How to Stop Fighting About Money with Your Spouse


Money and Relationships – now, there is a tough subject!

MagnifyMoney surveyed nearly 1,000 Gen Zers and millennials who are married, engaged, or in a relationship. According to their findings, nearly three-fourths said they were angry with their partner because of a financial decision they made.

We have all done it. You find out your spouse makes a financial decision you don't like, and you automatically react angrily. You are now on a mission to make them regret that decision with the objective of getting into an argument so you can make them wrong and make you right – well if we were truthful about it! What's worse is the need to be right becomes ingrained in our lives. We react negatively as an automatic response.

Or, you can approach it another way! Consider these principles!

Unless you are perfect, show Grace

You've never made a mistake before? How about showing a little Grace? Sure, you can make your point and be heard. However, it is how you go about it that builds up relationships versus tearing them apart.

Your reaction is Key

Your reaction creates or tears down a trust zone. Your spouse either feels safe or not. Repetition of that negative reaction just reinforces that feeling. What would happen if you made better choices about your reactions?

Wrong: Arguments are about making your spouse wrong and you right – Right: Seek first to understand, then be understood

This is an old Stephen Covey principle. There is a big difference between listening to your spouse and giving them the floor versus making sure they know why you think you are right. In an argument, only your ego wins. Besides, most arguments are more about debating over opinions than facts.

The way you React could be/probably is why they didn't consult with You

Your reaction creates or tears down a trust zone. Your spouse either feels safe or not. Again, repetition of that negative reaction just reinforces that feeling.

Men - lose the condescending tone

If Cheri and I would get into a disagreement, she would say, "Stop yelling at me." That always confused me because I don't yell at my wife. It took me more than a few years to learn that you don't have to yell to get the same effect - use that condescending tone. To your spouse, it could have the same effect as yelling.

What do you not like about yourself?

Generally speaking, what we don't like about others directly reflects something we don't like about ourselves. For example, if you don't like it when you overspend, and it makes you feel guilty, you will more likely react negatively when your spouse overspends. In relationships, we are constantly looking in the mirror.

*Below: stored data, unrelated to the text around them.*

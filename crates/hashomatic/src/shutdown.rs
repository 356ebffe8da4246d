//! Shutdown coordination: `Running -> Stopping -> Stopped`.
//!
//! An OS signal and an explicit request race to move the coordinator out of
//! `Running`; only the first one wins. `Stopped` is reached only after the
//! listener has closed and the drain barrier is empty.

use std::fmt;

use tokio::sync::watch;
use tracing::{debug, info, warn};

use crate::drain::DrainBarrier;

#[derive(Debug, Clone, Copy, PartialEq, Eq)]
pub enum ShutdownPhase {
    Running,
    Stopping,
    Stopped,
}

/// What asked for the stop.
#[derive(Debug, Clone, Copy, PartialEq, Eq)]
pub enum ShutdownTrigger {
    Signal(&'static str),
    Request,
}

impl fmt::Display for ShutdownTrigger {
    fn fmt(&self, f: &mut fmt::Formatter<'_>) -> fmt::Result {
        match self {
            Self::Signal(name) => write!(f, "signal {name}"),
            Self::Request => f.write_str("shutdown request"),
        }
    }
}

#[derive(Debug)]
pub struct ShutdownCoordinator {
    phase_tx: watch::Sender<ShutdownPhase>,
}

impl Default for ShutdownCoordinator {
    fn default() -> Self {
        Self::new()
    }
}

impl ShutdownCoordinator {
    pub fn new() -> Self {
        let (phase_tx, _) = watch::channel(ShutdownPhase::Running);
        Self { phase_tx }
    }

    pub fn phase(&self) -> ShutdownPhase {
        *self.phase_tx.borrow()
    }

    pub fn is_running(&self) -> bool {
        self.phase() == ShutdownPhase::Running
    }

    pub fn subscribe(&self) -> watch::Receiver<ShutdownPhase> {
        self.phase_tx.subscribe()
    }

    /// Explicit stop (e.g. `PUT /shutdown`). Returns true only for the winning trigger.
    pub fn request_shutdown(&self) -> bool {
        self.begin_stopping(ShutdownTrigger::Request)
    }

    /// Stop on an OS termination signal. Same semantics as [`Self::request_shutdown`].
    pub fn on_termination_signal(&self, name: &'static str) -> bool {
        self.begin_stopping(ShutdownTrigger::Signal(name))
    }

    fn begin_stopping(&self, trigger: ShutdownTrigger) -> bool {
        let won = self.phase_tx.send_if_modified(|phase| {
            if *phase == ShutdownPhase::Running {
                *phase = ShutdownPhase::Stopping;
                true
            } else {
                false
            }
        });

        if won {
            info!(cause = %trigger, "Shutting down, no longer accepting submissions");
        } else {
            debug!(cause = %trigger, "Shutdown already in progress, ignoring trigger");
        }
        won
    }

    /// Final transition, taken once the listener is closed and work has drained.
    pub fn mark_stopped(&self) -> bool {
        let moved = self.phase_tx.send_if_modified(|phase| {
            if *phase == ShutdownPhase::Stopping {
                *phase = ShutdownPhase::Stopped;
                true
            } else {
                false
            }
        });
        if !moved {
            warn!(phase = ?self.phase(), "Ignoring stop outside of Stopping phase");
        }
        moved
    }

    /// Resolve once the coordinator has left `Running`.
    pub async fn stopping(&self) {
        let mut rx = self.subscribe();
        // The sender lives in `self`, so the channel cannot close here.
        let _ = rx.wait_for(|phase| *phase != ShutdownPhase::Running).await;
    }

    /// Resolve once the coordinator is `Stopped`.
    pub async fn stopped(&self) {
        let mut rx = self.subscribe();
        let _ = rx.wait_for(|phase| *phase == ShutdownPhase::Stopped).await;
    }
}

/// Wait for SIGINT, SIGTERM or an explicit request; the first one wins.
///
/// # Panics
///
/// Panics if the signal handlers cannot be installed, which only happens
/// when the tokio runtime is misconfigured. That is a startup error.
pub async fn wait_for_stop(coordinator: &ShutdownCoordinator) {
    let ctrl_c = async {
        tokio::signal::ctrl_c()
            .await
            .expect("failed to install Ctrl+C handler - is tokio runtime configured correctly?");
    };

    #[cfg(unix)]
    let terminate = async {
        tokio::signal::unix::signal(tokio::signal::unix::SignalKind::terminate())
            .expect("failed to install SIGTERM handler - is tokio runtime configured correctly?")
            .recv()
            .await;
    };

    #[cfg(not(unix))]
    let terminate = std::future::pending::<()>();

    tokio::select! {
        _ = ctrl_c => {
            coordinator.on_termination_signal("SIGINT");
        }
        _ = terminate => {
            coordinator.on_termination_signal("SIGTERM");
        }
        _ = coordinator.stopping() => {}
    }
}

/// Block until every accepted unit of work has finished, then mark `Stopped`.
pub async fn drain(coordinator: &ShutdownCoordinator, barrier: &DrainBarrier) {
    let outstanding = barrier.outstanding();
    if outstanding > 0 {
        info!(outstanding, "Waiting for in-flight work to finish");
    }
    barrier.drained().await;
    coordinator.mark_stopped();
    info!("Shutdown complete");
}
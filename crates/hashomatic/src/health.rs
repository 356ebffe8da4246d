//! Health status reported by the service.

use serde::{Deserialize, Serialize};

use crate::shutdown::ShutdownPhase;

#[derive(Debug, Clone, Copy, Default, PartialEq, Eq, Serialize, Deserialize)]
#[serde(rename_all = "SCREAMING_SNAKE_CASE")]
pub enum Health {
    /// Accepting submissions
    #[default]
    Ready,
    /// Listener closing, accepted work still completing
    Stopping,
    /// All accepted work has been published
    Stopped,
}

impl From<ShutdownPhase> for Health {
    fn from(phase: ShutdownPhase) -> Self {
        match phase {
            ShutdownPhase::Running => Health::Ready,
            ShutdownPhase::Stopping => Health::Stopping,
            ShutdownPhase::Stopped => Health::Stopped,
        }
    }
}
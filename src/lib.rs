//! Dependency-ordered simulation of climate-economy model equations.
//!
//! This crate bundles the evaluator ([`mimosa_core`]) with the standard equation
//! modules ([`mimosa_components`]).

pub use mimosa_components as components;
pub use mimosa_core::{
    config, dependencies, equation, errors, index, simulator, state, variable, warm_start,
};
pub use ndarray;
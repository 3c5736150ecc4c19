pub mod equations;
pub mod model;
pub mod standard_variables;
use crate::errors::{SimError, SimResult};
use crate::index::Label;
use crate::variable::{AddressingMode, FloatValue, NumericVariable};
use ndarray::{ArrayD, IxDyn};
use std::collections::BTreeMap;

/// Values for one control variable of a run
#[derive(Debug, Clone, PartialEq)]
pub enum Control {
    /// Zero everywhere
    Zero,
    /// The same value for every timestep and region
    Uniform(FloatValue),
    /// A full array with the shape of the variable
    Array(ArrayD<FloatValue>),
    /// Values keyed by labels (time, then region); cells that are not listed are zero
    Labelled(BTreeMap<Vec<Label>, FloatValue>),
}

/// Controls keyed by variable name
pub type Controls = BTreeMap<String, Control>;

impl Control {
    pub(crate) fn apply(&self, variable: &mut NumericVariable) -> SimResult<()> {
        let shape = IxDyn(variable.shape());
        match self {
            Control::Zero => variable.assign(ArrayD::zeros(shape)),
            Control::Uniform(value) => variable.assign(ArrayD::from_elem(shape, *value)),
            Control::Array(values) => {
                if values.shape() != variable.shape() {
                    return Err(SimError::InvalidControlShape {
                        name: variable.name().to_string(),
                        expected: variable.shape().to_vec(),
                        got: values.shape().to_vec(),
                    });
                }
                variable.assign(values.clone())
            }
            Control::Labelled(values) => {
                variable.assign(ArrayD::zeros(shape))?;
                for (key, value) in values {
                    variable.set(AddressingMode::Label, key, *value)?;
                }
                Ok(())
            }
        }
    }
}

#[cfg(test)]
mod tests {
    use super::*;
    use crate::index::{Dimension, IndexSet};
    use crate::variable::VariableKind;
    use ndarray::{array, Array2};
    use std::sync::Arc;

    fn abatement() -> NumericVariable {
        let time = Arc::new(IndexSet::new(Dimension::Time, [2020, 2030]).unwrap());
        let regions = Arc::new(IndexSet::new(Dimension::Region, ["USA", "EU"]).unwrap());
        NumericVariable::new("relative_abatement", VariableKind::Variable, vec![time, regions])
    }

    #[test]
    fn uniform_and_zero() {
        let mut variable = abatement();
        Control::Uniform(0.3).apply(&mut variable).unwrap();
        assert!(variable.values().iter().all(|v| *v == 0.3));
        Control::Zero.apply(&mut variable).unwrap();
        assert!(variable.values().iter().all(|v| *v == 0.0));
    }

    #[test]
    fn array_shape_is_checked() {
        let mut variable = abatement();
        let err = Control::Array(Array2::zeros((3, 2)).into_dyn())
            .apply(&mut variable)
            .unwrap_err();
        assert_eq!(
            err,
            SimError::InvalidControlShape {
                name: "relative_abatement".to_string(),
                expected: vec![2, 2],
                got: vec![3, 2],
            }
        );
    }

    #[test]
    fn labelled_cells() {
        let mut variable = abatement();
        let values = BTreeMap::from([(vec![Label::from(2030), Label::from("EU")], 0.5)]);
        Control::Labelled(values).apply(&mut variable).unwrap();
        assert_eq!(
            variable.values(),
            &array![[0.0, 0.0], [0.0, 0.5]].into_dyn()
        );
    }
}
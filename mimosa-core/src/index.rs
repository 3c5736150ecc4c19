//! Index sets for the time and region axes.
//!
//! Every axis of a [`NumericVariable`](crate::variable::NumericVariable) is described
//! by an [`IndexSet`]: an ordered list of labels (time indices, region codes) together
//! with the reverse mapping from label to array position.

use crate::errors::{SimError, SimResult};
use serde::{Deserialize, Serialize};
use std::collections::HashMap;
use std::fmt;
use std::ops::Range;

/// A dimension along which a variable can be indexed.
#[derive(Debug, Clone, Copy, PartialEq, Eq, Hash, PartialOrd, Ord, Serialize, Deserialize)]
pub enum Dimension {
    /// The discrete time axis
    Time,
    /// The ordered set of geographic/economic regions
    Region,
}

impl fmt::Display for Dimension {
    fn fmt(&self, f: &mut fmt::Formatter<'_>) -> fmt::Result {
        match self {
            Dimension::Time => write!(f, "time"),
            Dimension::Region => write!(f, "region"),
        }
    }
}

/// A label of an index set element.
///
/// Time steps are usually labelled with integers while regions use text codes
/// such as `"USA"` or `"CAN"`.
#[derive(Debug, Clone, PartialEq, Eq, Hash, PartialOrd, Ord, Serialize, Deserialize)]
#[serde(untagged)]
pub enum Label {
    Int(i64),
    Text(String),
}

impl Label {
    /// Interpret the label as an array position.
    ///
    /// Only non-negative integer labels are valid positions.
    pub fn as_position(&self) -> Option<usize> {
        match self {
            Label::Int(i) => usize::try_from(*i).ok(),
            Label::Text(_) => None,
        }
    }
}

impl fmt::Display for Label {
    fn fmt(&self, f: &mut fmt::Formatter<'_>) -> fmt::Result {
        match self {
            Label::Int(i) => write!(f, "{}", i),
            Label::Text(s) => write!(f, "{}", s),
        }
    }
}

impl From<&str> for Label {
    fn from(value: &str) -> Self {
        Label::Text(value.to_string())
    }
}

impl From<String> for Label {
    fn from(value: String) -> Self {
        Label::Text(value)
    }
}

impl From<i64> for Label {
    fn from(value: i64) -> Self {
        Label::Int(value)
    }
}

impl From<i32> for Label {
    fn from(value: i32) -> Self {
        Label::Int(value as i64)
    }
}

impl From<usize> for Label {
    fn from(value: usize) -> Self {
        Label::Int(value as i64)
    }
}

/// An ordered index set with both label-based and position-based addressing.
#[derive(Debug, Clone, PartialEq, Serialize, Deserialize)]
#[serde(try_from = "RawIndexSet")]
pub struct IndexSet {
    dimension: Dimension,
    labels: Vec<Label>,
    #[serde(skip_serializing)]
    positions: HashMap<Label, usize>,
}

#[derive(Deserialize)]
struct RawIndexSet {
    dimension: Dimension,
    labels: Vec<Label>,
}

impl TryFrom<RawIndexSet> for IndexSet {
    type Error = SimError;

    fn try_from(raw: RawIndexSet) -> SimResult<Self> {
        IndexSet::new(raw.dimension, raw.labels)
    }
}

impl IndexSet {
    /// Create a new index set
    ///
    /// Returns an error if any label occurs more than once.
    pub fn new<L: Into<Label>>(
        dimension: Dimension,
        labels: impl IntoIterator<Item = L>,
    ) -> SimResult<Self> {
        let labels: Vec<Label> = labels.into_iter().map(Into::into).collect();
        let mut positions = HashMap::with_capacity(labels.len());
        for (position, label) in labels.iter().enumerate() {
            if positions.insert(label.clone(), position).is_some() {
                return Err(SimError::DuplicateLabel {
                    dimension: dimension.to_string(),
                    label: label.to_string(),
                });
            }
        }
        Ok(Self {
            dimension,
            labels,
            positions,
        })
    }

    /// Create a time index labelled `0..n`
    pub fn time_steps(n: usize) -> Self {
        let labels: Vec<Label> = (0..n).map(Label::from).collect();
        let positions = labels
            .iter()
            .cloned()
            .enumerate()
            .map(|(i, l)| (l, i))
            .collect();
        Self {
            dimension: Dimension::Time,
            labels,
            positions,
        }
    }

    pub fn dimension(&self) -> Dimension {
        self.dimension
    }

    pub fn len(&self) -> usize {
        self.labels.len()
    }

    pub fn is_empty(&self) -> bool {
        self.labels.is_empty()
    }

    /// Labels in index order
    pub fn labels(&self) -> &[Label] {
        &self.labels
    }

    /// Positions in index order (`0..len`)
    pub fn positions(&self) -> Range<usize> {
        0..self.labels.len()
    }

    pub fn label(&self, position: usize) -> Option<&Label> {
        self.labels.get(position)
    }

    pub fn position(&self, label: &Label) -> Option<usize> {
        self.positions.get(label).copied()
    }
}
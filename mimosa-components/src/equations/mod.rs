//! Equation modules of the climate-economy model.
//!
//! Each module holds its parameters, declares the variables it writes and provides
//! the equations as an [`EquationSet`](mimosa_core::equation::EquationSet).

pub mod damages;
pub mod economics;
pub mod emissions;
pub mod mitigation;
pub mod temperature;
pub mod welfare;

pub use damages::{DamageParameters, Damages};
pub use economics::{Economics, EconomicsParameters};
pub use emissions::{Emissions, EmissionsParameters};
pub use mitigation::{Mitigation, MitigationParameters};
pub use temperature::{Temperature, TemperatureParameters};
pub use welfare::{Welfare, WelfareParameters};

Now, you might be thinking, "Bob, you don't know my spouse." You might also be saying/thinking, "Bob has lost his mind."

I understand that this represents some of the hardest aspects of a relationship. Think of it as a process of rebuilding trust. Little by little, choose to react differently. Regardless of the circumstance, you can make better choices. Things won't change overnight. You will also slip up from time to time. It just takes practice. Try a new approach, and you might get a whole new result after a while.

  

Most importantly, pray about the new choices. God will help direct your ways! We just have to ask – don't forget to ask!!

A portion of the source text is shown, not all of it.